((

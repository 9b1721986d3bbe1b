mod config;
mod login;
mod state;

use anyhow::Result;

use crate::cli::{Commands, ConfigAction, StateAction};

pub async fn dispatch(command: Commands) -> Result<()> {
	match command {
		Commands::Login(args) => login::execute(args).await,
		Commands::State { action } => match action {
			StateAction::Show { file } => state::show(&file),
		},
		Commands::Config { action } => match action {
			ConfigAction::Show { path } => config::show(path),
			ConfigAction::Init { path, force } => config::init(path, force),
		},
	}
}
//! Shared session context.
//!
//! One [`SessionContext`] exists per logged-in session and is shared by every
//! capability through an `Arc`. Its shape is fixed at construction; only the
//! settings, the request token, and the counters change afterwards.

use std::sync::Arc;
use std::sync::atomic::{AtomicU64, Ordering};

use parking_lot::RwLock;
use serde_json::{Map, Value};
use tracing::debug;
use url::Url;

use crate::config::AppConfig;
use crate::cookies::SessionCookies;
use crate::error::{LoginError, Result};
use crate::extract::ProtocolParams;
use crate::options::{Settings, apply_options};

#[derive(Debug)]
pub struct SessionContext {
	user_id: String,
	client_id: u32,
	base_url: Url,
	cookies: Arc<SessionCookies>,
	settings: Arc<RwLock<Settings>>,
	config: AppConfig,
	req_counter: AtomicU64,
	mqtt_endpoint: Option<Url>,
	region: String,
	revision: Option<String>,
	token: RwLock<Option<String>>,
	ws_req_number: AtomicU64,
	ws_task_number: AtomicU64,
}

/// Builds the context for an established session.
///
/// The checkpoint check runs before the identity lookup: a blocked account can
/// still carry stale identity cookies.
pub fn build_context(settings: Arc<RwLock<Settings>>, document: &str, cookies: Arc<SessionCookies>, base_url: Url) -> Result<SessionContext> {
	let params = ProtocolParams::extract(document)?;
	let user_id = cookies.identity().ok_or(LoginError::NoIdentity)?;
	let client_id = rand::random::<u32>();

	debug!(
		target = "msgr.session",
		%user_id,
		client_id = format_args!("{client_id:x}"),
		region = %params.region,
		"session context built"
	);

	Ok(SessionContext {
		user_id,
		client_id,
		base_url,
		cookies,
		settings,
		config: AppConfig::default(),
		req_counter: AtomicU64::new(0),
		mqtt_endpoint: params.endpoint,
		region: params.region,
		revision: params.revision,
		token: RwLock::new(params.token),
		ws_req_number: AtomicU64::new(0),
		ws_task_number: AtomicU64::new(0),
	})
}

impl SessionContext {
	/// Replaces the persisted client configuration. Only valid before sharing.
	pub fn with_config(mut self, config: AppConfig) -> Self {
		self.config = config;
		self
	}

	pub fn user_id(&self) -> &str {
		&self.user_id
	}

	pub fn client_id(&self) -> u32 {
		self.client_id
	}

	/// Client identifier as sent on the wire (lower-case hex).
	pub fn client_id_hex(&self) -> String {
		format!("{:x}", self.client_id)
	}

	pub fn base_url(&self) -> &Url {
		&self.base_url
	}

	pub fn cookies(&self) -> &Arc<SessionCookies> {
		&self.cookies
	}

	pub fn config(&self) -> &AppConfig {
		&self.config
	}

	/// Snapshot of the current settings.
	pub fn settings(&self) -> Settings {
		self.settings.read().clone()
	}

	pub fn settings_handle(&self) -> &Arc<RwLock<Settings>> {
		&self.settings
	}

	/// Applies partial options to the shared settings.
	pub fn apply_options(&self, partial: &Map<String, Value>) {
		apply_options(&mut self.settings.write(), partial);
	}

	pub fn mqtt_endpoint(&self) -> Option<&Url> {
		self.mqtt_endpoint.as_ref()
	}

	pub fn region(&self) -> &str {
		&self.region
	}

	pub fn revision(&self) -> Option<&str> {
		self.revision.as_deref()
	}

	/// Current request token. May change between reads; the last write wins.
	pub fn token(&self) -> Option<String> {
		self.token.read().clone()
	}

	pub fn set_token(&self, token: String) {
		*self.token.write() = Some(token);
	}

	/// Advances the mutation counter and returns the new value.
	pub fn next_request_id(&self) -> u64 {
		self.req_counter.fetch_add(1, Ordering::SeqCst) + 1
	}

	pub fn request_count(&self) -> u64 {
		self.req_counter.load(Ordering::SeqCst)
	}

	pub fn next_ws_req_number(&self) -> u64 {
		self.ws_req_number.fetch_add(1, Ordering::SeqCst) + 1
	}

	pub fn next_ws_task_number(&self) -> u64 {
		self.ws_task_number.fetch_add(1, Ordering::SeqCst) + 1
	}
}

#[cfg(test)]
mod tests {
	use msgr_protocol::AppStateCookie;

	use super::*;

	fn build(document: &str, cookies: &[AppStateCookie]) -> Result<SessionContext> {
		build_context(
			Arc::new(RwLock::new(Settings::default())),
			document,
			Arc::new(SessionCookies::from_app_state(cookies)),
			Url::parse("https://www.example.com/").unwrap(),
		)
	}

	const LANDING: &str = r#"<script>["DTSGInitialData",[],{"token":"tok-1"}] {"endpoint":"wss:\/\/edge.example.com\/chat?region=odn"}</script>"#;

	#[test]
	fn identity_comes_from_alternate_cookie_when_present() {
		let ctx = build(
			LANDING,
			&[
				AppStateCookie::new("c_user", "100", "example.com"),
				AppStateCookie::new("i_user", "200", "example.com"),
			],
		)
		.unwrap();
		assert_eq!(ctx.user_id(), "200");
		assert_eq!(ctx.region(), "ODN");
		assert_eq!(ctx.token().as_deref(), Some("tok-1"));
		assert_eq!(ctx.mqtt_endpoint().map(Url::as_str), Some("wss://edge.example.com/chat?region=odn"));
	}

	#[test]
	fn identity_falls_back_to_primary_cookie() {
		let ctx = build(LANDING, &[AppStateCookie::new("c_user", "100", "example.com")]).unwrap();
		assert_eq!(ctx.user_id(), "100");
	}

	#[test]
	fn missing_identity_cookies_fail() {
		let err = build(LANDING, &[AppStateCookie::new("xs", "secret", "example.com")]).unwrap_err();
		assert!(matches!(err, LoginError::NoIdentity));
	}

	#[test]
	fn checkpoint_wins_over_identity() {
		let doc = r#"<a href="/checkpoint/block/?next=%2F">continue</a>"#;
		let with_identity = build(doc, &[AppStateCookie::new("c_user", "100", "example.com")]).unwrap_err();
		let without_identity = build(doc, &[]).unwrap_err();
		assert!(matches!(with_identity, LoginError::DeadSession));
		assert!(matches!(without_identity, LoginError::DeadSession));
	}

	#[test]
	fn counters_start_at_zero_and_increase() {
		let ctx = build("", &[AppStateCookie::new("c_user", "1", "example.com")]).unwrap();
		assert_eq!(ctx.request_count(), 0);
		assert_eq!(ctx.next_request_id(), 1);
		assert_eq!(ctx.next_request_id(), 2);
		assert_eq!(ctx.next_ws_req_number(), 1);
		assert_eq!(ctx.next_ws_task_number(), 1);
		assert_eq!(ctx.client_id_hex(), format!("{:x}", ctx.client_id()));
	}

	#[test]
	fn token_writes_are_visible_to_readers() {
		let ctx = build("", &[AppStateCookie::new("c_user", "1", "example.com")]).unwrap();
		assert_eq!(ctx.token(), None);
		ctx.set_token("fresh".into());
		assert_eq!(ctx.token().as_deref(), Some("fresh"));
	}

	#[test]
	fn option_updates_reach_shared_settings() {
		let ctx = build("", &[AppStateCookie::new("c_user", "1", "example.com")]).unwrap();
		let partial = serde_json::json!({"selfListen": 1}).as_object().cloned().unwrap();
		ctx.apply_options(&partial);
		assert!(ctx.settings().self_listen);
		assert!(ctx.settings_handle().read().self_listen);
	}
}
//! Base request helper handed to every capability.

use std::sync::Arc;
use std::time::Duration;

use reqwest::{Client, Response};
use tracing::debug;
use url::Url;

use crate::context::SessionContext;
use crate::error::CapabilityError;
use crate::transport::Transport;

/// Form field carrying the cross-site request token.
pub const TOKEN_FIELD: &str = "fb_dtsg";

/// Sends requests on behalf of one session: cookies attached, identity and
/// revision parameters added to form posts.
#[derive(Debug, Clone)]
pub struct RequestHelper {
	inner: Arc<HelperInner>,
}

#[derive(Debug)]
struct HelperInner {
	ctx: Arc<SessionContext>,
	transport: Transport,
}

impl RequestHelper {
	pub fn new(ctx: Arc<SessionContext>, timeout: Duration) -> Self {
		let transport = Transport::new(Arc::clone(ctx.cookies()), timeout);
		Self {
			inner: Arc::new(HelperInner { ctx, transport }),
		}
	}

	pub fn context(&self) -> &Arc<SessionContext> {
		&self.inner.ctx
	}

	/// Resolves `path` against the service base URL.
	pub fn url(&self, path: &str) -> Result<Url, CapabilityError> {
		self.inner
			.ctx
			.base_url()
			.join(path)
			.map_err(|err| CapabilityError::Transport(format!("invalid request path '{path}': {err}")))
	}

	fn client(&self) -> Result<Client, CapabilityError> {
		self.inner
			.transport
			.client(&self.inner.ctx.settings())
			.map_err(|err| CapabilityError::Transport(err.to_string()))
	}

	/// GETs `path` and returns the body.
	pub async fn get_text(&self, path: &str) -> Result<String, CapabilityError> {
		let url = self.url(path)?;
		let response = self.client()?.get(url).send().await?;
		Ok(check_status(path, response)?.text().await?)
	}

	/// POSTs a form to `path` with the session's default parameters appended.
	pub async fn post_form(&self, path: &str, form: &[(String, String)]) -> Result<String, CapabilityError> {
		let url = self.url(path)?;
		let mut fields = form.to_vec();
		fields.extend(self.default_fields());
		debug!(target = "msgr.request", %path, fields = fields.len(), "posting form");

		let response = self.client()?.post(url).form(&fields).send().await?;
		Ok(check_status(path, response)?.text().await?)
	}

	/// Like [`post_form`](Self::post_form), but also sends the request token and
	/// advances the session's mutation counter.
	pub async fn post_protected(&self, path: &str, form: &[(String, String)]) -> Result<String, CapabilityError> {
		let ctx = &self.inner.ctx;
		let token = ctx.token().ok_or(CapabilityError::MissingToken)?;
		let mut fields = form.to_vec();
		fields.push((TOKEN_FIELD.to_string(), token));
		fields.push(("__req".to_string(), format!("{:x}", ctx.next_request_id())));
		self.post_form(path, &fields).await
	}

	fn default_fields(&self) -> Vec<(String, String)> {
		let ctx = &self.inner.ctx;
		let mut fields = vec![("__user".to_string(), ctx.user_id().to_string()), ("__a".to_string(), "1".to_string())];
		if let Some(revision) = ctx.revision() {
			fields.push(("__rev".to_string(), revision.to_string()));
		}
		if let Some(page_id) = ctx.settings().page_id {
			fields.push(("av".to_string(), page_id));
		}
		fields
	}
}

fn check_status(path: &str, response: Response) -> Result<Response, CapabilityError> {
	let status = response.status();
	if status.is_success() {
		Ok(response)
	} else {
		Err(CapabilityError::Rejected {
			path: path.to_string(),
			status: status.as_u16(),
		})
	}
}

))

● **Aim of the exercise**:
In the material above, find the lines that contain "StateAction" and show them.

● **Solved problem**:
use crate::cli::{Commands, ConfigAction, StateAction};
			StateAction::Show { file } => state::show(&file),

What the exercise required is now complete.